Records from a collection
//! Session records (§6: `sessions:<session_id>`, `sessions:index`). The
//! index is consulted only by the external cleanup collaborator that expires
//! idle sessions; the orchestrator itself only ever reads/writes one session
//! record at a time.

use std::sync::Arc;

use cellbox_protocol::{Session, SessionId};

use crate::error::Result;
use crate::hot::HotStore;

pub struct SessionStore {
    hot: Arc<dyn HotStore>,
}

impl SessionStore {
    pub fn new(hot: Arc<dyn HotStore>) -> Self {
        Self { hot }
    }

    pub async fn put(&self, session: &Session) -> Result<()> {
        let json = serde_json::to_string(session)?;
        self.hot.set(&record_key(&session.id), &json, None).await?;
        self.hot.set_add("sessions:index", session.id.as_str()).await?;
        Ok(())
    }

    pub async fn get(&self, session_id: &SessionId) -> Result<Option<Session>> {
        match self.hot.get(&record_key(session_id)).await? {
            Some(json) => Ok(Some(serde_json::from_str(&json)?)),
            None => Ok(None),
        }
    }

    pub async fn remove_from_index(&self, session_id: &SessionId) -> Result<()> {
        self.hot.set_remove("sessions:index", session_id.as_str()).await
    }

    pub async fn list_indexed_ids(&self) -> Result<Vec<String>> {
        self.hot.set_members("sessions:index").await
    }
}

fn record_key(session_id: &SessionId) -> String {
    format!("sessions:{}", session_id.as_str())
}

#[cfg(test)]
mod tests {
    use super::*;
    use crate::hot::InMemoryHotStore;

    #[tokio::test]
    async fn put_then_get_round_trips_a_session() {
        let store = SessionStore::new(Arc::new(InMemoryHotStore::new()));
        let session = Session::new(SessionId::new());
        store.put(&session).await.unwrap();

        let loaded = store.get(&session.id).await.unwrap().unwrap();
        assert_eq!(loaded.id, session.id);
    }

    #[tokio::test]
    async fn index_tracks_and_releases_session_ids() {
        let store = SessionStore::new(Arc::new(InMemoryHotStore::new()));
        let session = Session::new(SessionId::new());
        store.put(&session).await.unwrap();
        assert!(store.list_indexed_ids().await.unwrap().contains(&session.id.as_str().to_string()));

        store.remove_from_index(&session.id).await.unwrap();
        assert!(!store.list_indexed_ids().await.unwrap().contains(&session.id.as_str().to_string()));
    }
}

■ The task ■
Find the word "None" in the entries and show each line where it is found.

■ Completed exercise ■
        self.hot.set(&record_key(&session.id), &json, None).await?;
            None => Ok(None),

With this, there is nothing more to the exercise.